От Раскольникова отмахнулись одной фразой, верней всех тех описаний нравственных мук идейного убийцы, которыми столетиями мучают школьников. Константин Богомолов не тратит время на старуху и топор, а сразу замахивается на Достоевского.
С плеча рубит сюжет, который так любил классик: поставить героя в унизительное положение и извлечь из него максимум сострадания. Унижение — смотрите сколько влезет, а вот удовольствия сострадать не дождетесь!
С глумливой усмешкой режиссер лишает знакомые персонажи сентиментальных костылей. Мармеладов как портрет Дориана Грея — так же юн, изящен и одет. И столь же вкусна его повесть о пороках. Его дочь годится в молодые бабушки. Да, Соня Мармеладова, пусть благородная, но отзыв «проститутка» вызывает в зале смех. Право возглавить этот цирк принадлежит Дуне Раскольниковой, она выходит замуж за негодяя. И Лужин в буквальном смысле моральный пигмей.
Пробуждая нас от академической дремы, Богомолов пилит сук национальной доктрины нравственности, сформулированной Достоевским. Об очищающей функции страдания. Один за другим герои произносят монологи, суть которых нам известна: каждый погубил свою жизнь или готовится это сделать.

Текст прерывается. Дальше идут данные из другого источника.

//! # Room Upgrades
//!
//! Single-slot, permanent upgrade selection per placed room.
//!
//! A room starts unupgraded and moves to upgraded exactly once. Queries that
//! depend on the dark-upgrade unlock take it as a parameter.

use crate::catalog::{ContentCatalog, FearLevel, RoomDefinition, RoomUpgradePath, UpgradeEffect};
use crate::ledger::ResourceLedger;
use crate::world::{EntityId, Floor, PlacedRoom};
use crate::{BurrowError, BurrowResult};

/// Why an upgrade cannot be applied to a room.
#[derive(thiserror::Error, Debug, Clone, Copy, PartialEq, Eq)]
pub enum UpgradeError {
    #[error("Room already has an upgrade applied")]
    AlreadyUpgraded,
    #[error("Invalid upgrade path for this room type")]
    InvalidPath,
    #[error("Requires dark upgrades (50 Corruption)")]
    RequiresDarkUpgrades,
}

/// An upgrade path as shown in the upgrade panel.
#[derive(Debug, Clone, PartialEq)]
pub struct VisibleUpgrade<'a> {
    pub path: &'a RoomUpgradePath,
    pub locked: bool,
    pub lock_reason: Option<String>,
}

/// Resolves upgrade paths for placed rooms against the catalog.
#[derive(Debug, Clone, Copy)]
pub struct UpgradeResolver<'a> {
    catalog: &'a ContentCatalog,
}

impl<'a> UpgradeResolver<'a> {
    pub fn new(catalog: &'a ContentCatalog) -> Self {
        Self { catalog }
    }

    /// Upgrade paths of a room type; empty for unknown types.
    pub fn get_paths(&self, room_type_id: &str) -> &'a [RoomUpgradePath] {
        self.catalog
            .room(room_type_id)
            .map(|definition| definition.upgrade_paths.as_slice())
            .unwrap_or(&[])
    }

    /// Checks whether `path_id` may be applied to `room`.
    ///
    /// Checks run in order: already upgraded, path belongs to the room type,
    /// dark gating.
    pub fn can_apply(
        &self,
        room: &PlacedRoom,
        path_id: &str,
        dark_unlocked: bool,
    ) -> Result<(), UpgradeError> {
        if room.is_upgraded() {
            return Err(UpgradeError::AlreadyUpgraded);
        }
        let path = self
            .get_paths(&room.room_type_id)
            .iter()
            .find(|path| path.id == path_id)
            .ok_or(UpgradeError::InvalidPath)?;
        if path.requires_dark_upgrade && !dark_unlocked {
            return Err(UpgradeError::RequiresDarkUpgrades);
        }
        Ok(())
    }

    /// Returns `room` with the upgrade recorded. Does not validate.
    pub fn apply(&self, room: &PlacedRoom, path_id: &str) -> PlacedRoom {
        PlacedRoom {
            applied_upgrade_path_id: Some(path_id.to_string()),
            ..room.clone()
        }
    }

    /// The path applied to `room`, if it resolves for the room's type.
    pub fn get_applied(&self, room: &PlacedRoom) -> Option<&'a RoomUpgradePath> {
        let path_id = room.applied_upgrade_path_id.as_deref()?;
        self.get_paths(&room.room_type_id)
            .iter()
            .find(|path| path.id == path_id)
    }

    /// Effects of the applied path; empty when none resolves.
    pub fn get_applied_effects(&self, room: &PlacedRoom) -> &'a [UpgradeEffect] {
        self.get_applied(room)
            .map(|path| path.effects.as_slice())
            .unwrap_or(&[])
    }

    /// Paths the room can take right now.
    pub fn get_available(&self, room: &PlacedRoom, dark_unlocked: bool) -> Vec<&'a RoomUpgradePath> {
        if room.is_upgraded() {
            return Vec::new();
        }
        self.get_paths(&room.room_type_id)
            .iter()
            .filter(|path| dark_unlocked || !path.requires_dark_upgrade)
            .collect()
    }

    /// Every path the room could take, with dark-gated ones marked locked.
    pub fn get_visible(&self, room: &PlacedRoom, dark_unlocked: bool) -> Vec<VisibleUpgrade<'a>> {
        if room.is_upgraded() {
            return Vec::new();
        }
        self.get_paths(&room.room_type_id)
            .iter()
            .map(|path| {
                let locked = path.requires_dark_upgrade && !dark_unlocked;
                VisibleUpgrade {
                    path,
                    locked,
                    lock_reason: locked.then(|| UpgradeError::RequiresDarkUpgrades.to_string()),
                }
            })
            .collect()
    }
}

/// Applies an upgrade to a room on a floor, paying its cost.
///
/// Returns the new floor and ledger; neither input is modified.
pub fn purchase_upgrade(
    floor: &Floor,
    room_id: EntityId,
    path_id: &str,
    dark_unlocked: bool,
    ledger: &ResourceLedger,
    catalog: &ContentCatalog,
) -> BurrowResult<(Floor, ResourceLedger)> {
    let resolver = UpgradeResolver::new(catalog);
    let room = floor.room(room_id).ok_or(BurrowError::EntityNotFound(room_id))?;
    resolver.can_apply(room, path_id, dark_unlocked)?;

    let path = resolver
        .get_paths(&room.room_type_id)
        .iter()
        .find(|path| path.id == path_id)
        .ok_or(UpgradeError::InvalidPath)?;
    let ledger = ledger.pay(&path.cost)?;

    log::debug!("Applying upgrade {} to room {}", path_id, room_id);

    let floor = floor
        .with_room_replaced(resolver.apply(room, path_id))
        .ok_or(BurrowError::EntityNotFound(room_id))?;
    Ok((floor, ledger))
}

/// Inhabitant cap including the applied upgrade's bonus.
///
/// Unlimited rooms (`-1`) stay unlimited whatever the upgrade says.
pub fn get_effective_max_inhabitants(room: &PlacedRoom, definition: &RoomDefinition) -> i32 {
    if definition.max_inhabitants == -1 {
        return -1;
    }
    definition.max_inhabitants + applied_effects(room, definition)
        .iter()
        .map(|effect| match effect {
            UpgradeEffect::MaxInhabitantBonus { value } => *value,
            _ => 0,
        })
        .sum::<i32>()
}

/// Fear level including the applied upgrade's adjustments, never below zero.
///
/// Variable-fear rooms have no fixed level and yield `None`.
pub fn get_effective_fear_level(room: &PlacedRoom, definition: &RoomDefinition) -> Option<i32> {
    let FearLevel::Fixed(base) = definition.fear_level else {
        return None;
    };
    let adjustment: i32 = applied_effects(room, definition)
        .iter()
        .map(|effect| match effect {
            UpgradeEffect::FearIncrease { value } => *value,
            UpgradeEffect::FearReduction { value } => -*value,
            _ => 0,
        })
        .sum();
    Some((base + adjustment).max(0))
}

fn applied_effects<'d>(room: &PlacedRoom, definition: &'d RoomDefinition) -> &'d [UpgradeEffect] {
    room.applied_upgrade_path_id
        .as_deref()
        .and_then(|path_id| definition.upgrade_paths.iter().find(|path| path.id == path_id))
        .map(|path| path.effects.as_slice())
        .unwrap_or(&[])
}

#[cfg(test)]
mod tests {
    use super::*;
    use crate::grid::Position;
    use crate::ledger::{ResourceMap, ResourceType};
    use std::collections::BTreeMap;

    fn catalog() -> ContentCatalog {
        ContentCatalog::builtin().unwrap()
    }

    fn mine() -> PlacedRoom {
        PlacedRoom::new("crystal-mine", "l-shape", Position::new(0, 0))
    }

    #[test]
    fn test_get_paths() {
        let catalog = catalog();
        let resolver = UpgradeResolver::new(&catalog);
        assert_eq!(resolver.get_paths("crystal-mine").len(), 3);
        assert!(resolver.get_paths("no-such-room").is_empty());
        assert!(resolver.get_paths("soul-well").is_empty());
    }

    #[test]
    fn test_can_apply_checks() {
        let catalog = catalog();
        let resolver = UpgradeResolver::new(&catalog);
        let room = mine();

        assert_eq!(resolver.can_apply(&room, "deep-veins", false), Ok(()));
        assert_eq!(
            resolver.can_apply(&room, "spore-vats", false),
            Err(UpgradeError::InvalidPath)
        );
        assert_eq!(
            resolver.can_apply(&room, "blood-crystals", false),
            Err(UpgradeError::RequiresDarkUpgrades)
        );
        assert_eq!(resolver.can_apply(&room, "blood-crystals", true), Ok(()));
    }

    #[test]
    fn test_already_upgraded_checked_first() {
        let catalog = catalog();
        let resolver = UpgradeResolver::new(&catalog);
        let upgraded = resolver.apply(&mine(), "deep-veins");

        for path_id in ["deep-veins", "expanded-tunnels", "blood-crystals", "nonsense"] {
            let err = resolver.can_apply(&upgraded, path_id, false).unwrap_err();
            assert_eq!(err, UpgradeError::AlreadyUpgraded);
            assert_eq!(err.to_string(), "Room already has an upgrade applied");
        }
    }

    #[test]
    fn test_apply_is_non_mutating() {
        let catalog = catalog();
        let resolver = UpgradeResolver::new(&catalog);
        let room = mine();
        let upgraded = resolver.apply(&room, "deep-veins");

        assert!(room.applied_upgrade_path_id.is_none());
        assert_eq!(upgraded.applied_upgrade_path_id.as_deref(), Some("deep-veins"));
        assert_eq!(upgraded.id, room.id);
    }

    #[test]
    fn test_get_applied_and_effects() {
        let catalog = catalog();
        let resolver = UpgradeResolver::new(&catalog);
        let room = mine();
        assert!(resolver.get_applied(&room).is_none());
        assert!(resolver.get_applied_effects(&room).is_empty());

        let upgraded = resolver.apply(&room, "deep-veins");
        assert_eq!(resolver.get_applied(&upgraded).unwrap().id, "deep-veins");
        assert_eq!(
            resolver.get_applied_effects(&upgraded),
            &[UpgradeEffect::ProductionMultiplier {
                resource: ResourceType::Crystals,
                value: 1.5
            }]
        );

        let stale = resolver.apply(&room, "removed-in-patch");
        assert!(resolver.get_applied(&stale).is_none());
        assert!(resolver.get_applied_effects(&stale).is_empty());
    }

    #[test]
    fn test_available_filters_dark() {
        let catalog = catalog();
        let resolver = UpgradeResolver::new(&catalog);
        let room = mine();

        let ids = |paths: Vec<&RoomUpgradePath>| paths.into_iter().map(|p| p.id.clone()).collect::<Vec<_>>();
        assert_eq!(
            ids(resolver.get_available(&room, false)),
            vec!["deep-veins", "expanded-tunnels"]
        );
        assert_eq!(resolver.get_available(&room, true).len(), 3);

        let upgraded = resolver.apply(&room, "deep-veins");
        assert!(resolver.get_available(&upgraded, true).is_empty());
    }

    #[test]
    fn test_visible_marks_locked() {
        let catalog = catalog();
        let resolver = UpgradeResolver::new(&catalog);
        let room = mine();

        let visible = resolver.get_visible(&room, false);
        assert_eq!(visible.len(), 3);
        let locked: Vec<_> = visible.iter().filter(|v| v.locked).collect();
        assert_eq!(locked.len(), 1);
        assert_eq!(locked[0].path.id, "blood-crystals");
        assert_eq!(
            locked[0].lock_reason.as_deref(),
            Some("Requires dark upgrades (50 Corruption)")
        );

        assert!(resolver.get_visible(&room, true).iter().all(|v| !v.locked));

        let upgraded = resolver.apply(&room, "expanded-tunnels");
        assert!(resolver.get_visible(&upgraded, false).is_empty());
    }

    #[test]
    fn test_effective_max_inhabitants() {
        let catalog = catalog();
        let resolver = UpgradeResolver::new(&catalog);

        let mine_def = catalog.room("crystal-mine").unwrap();
        let room = mine();
        assert_eq!(get_effective_max_inhabitants(&room, mine_def), 2);
        let expanded = resolver.apply(&room, "expanded-tunnels");
        assert_eq!(get_effective_max_inhabitants(&expanded, mine_def), 4);

        let altar_def = catalog.room("altar-room").unwrap();
        let altar = PlacedRoom::new("altar-room", "square-3", Position::new(5, 5));
        let basin = resolver.apply(&altar, "sacrificial-basin");
        assert_eq!(get_effective_max_inhabitants(&basin, altar_def), -1);
    }

    #[test]
    fn test_effective_fear_level() {
        let catalog = catalog();
        let resolver = UpgradeResolver::new(&catalog);

        let library_def = catalog.room("shadow-library").unwrap();
        let library = PlacedRoom::new("shadow-library", "square-2", Position::new(0, 0));
        assert_eq!(get_effective_fear_level(&library, library_def), Some(2));
        assert_eq!(
            get_effective_fear_level(&resolver.apply(&library, "quiet-study"), library_def),
            Some(1)
        );
        assert_eq!(
            get_effective_fear_level(&resolver.apply(&library, "forbidden-tomes"), library_def),
            Some(4)
        );

        let altar_def = catalog.room("altar-room").unwrap();
        let altar = PlacedRoom::new("altar-room", "square-3", Position::new(5, 5));
        assert_eq!(get_effective_fear_level(&altar, altar_def), None);
    }

    #[test]
    fn test_purchase_pays_and_upgrades() {
        let catalog = catalog();
        let room = mine();
        let mut floor = Floor::new(0, crate::world::Biome::Neutral);
        floor.rooms.push(room.clone());

        let caps: ResourceMap = BTreeMap::from([(ResourceType::Gold, 100.0)]);
        let mut ledger = ResourceLedger::with_caps(&caps);
        ledger.apply_delta(&BTreeMap::from([(ResourceType::Gold, 60.0)]));

        let (upgraded_floor, paid) =
            purchase_upgrade(&floor, room.id, "deep-veins", false, &ledger, &catalog).unwrap();
        assert_eq!(paid.current(ResourceType::Gold), 10.0);
        assert!(upgraded_floor.room(room.id).unwrap().is_upgraded());
        assert!(!floor.room(room.id).unwrap().is_upgraded());

        assert!(matches!(
            purchase_upgrade(&upgraded_floor, room.id, "expanded-tunnels", false, &paid, &catalog),
            Err(BurrowError::Upgrade(UpgradeError::AlreadyUpgraded))
        ));
        assert!(matches!(
            purchase_upgrade(&floor, room.id, "expanded-tunnels", false, &paid, &catalog),
            Err(BurrowError::InsufficientResources(_))
        ));
    }
}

Но «страдание» звучит гордо, дескать а вы представляете, на какое преступление я ради этого страдания пошел? Именно такое страдание, на людях, намеренное самоуничижение и позор на глазах ближних, могут принести оправдание, новую жизнь. Раскольников — в чужом пиру похмелье. От него ждут не раскаяния, а покаяния.
Такой вот непривычный Раскольников — не очень умный и не слишком честный — противостоит окончательно торжеству добродетели. Но недолго. На классическую траекторию его выводят знакомые всем рассуждения убийцы.
Резонансный режиссер поступился бы репутацией, если б не завершил свое преступление наказанием. Наказывает зал хеппи-эндом. Из Достоевского вытаскивают то, что в нем есть, просто не принято замечать: упоение трагедией растоптанного человеческого достоинства. Ради того, чтобы зрителю было, с кем хлебать эту полынь, в живых любезно остается Свидригайлов, и Дуня с облегчением совершает свой неравный брак. Наконец, счастливое лицо Раскольникова обращается к залу: «Люди! Это я убил старушку! А? Жизнь налаживается!»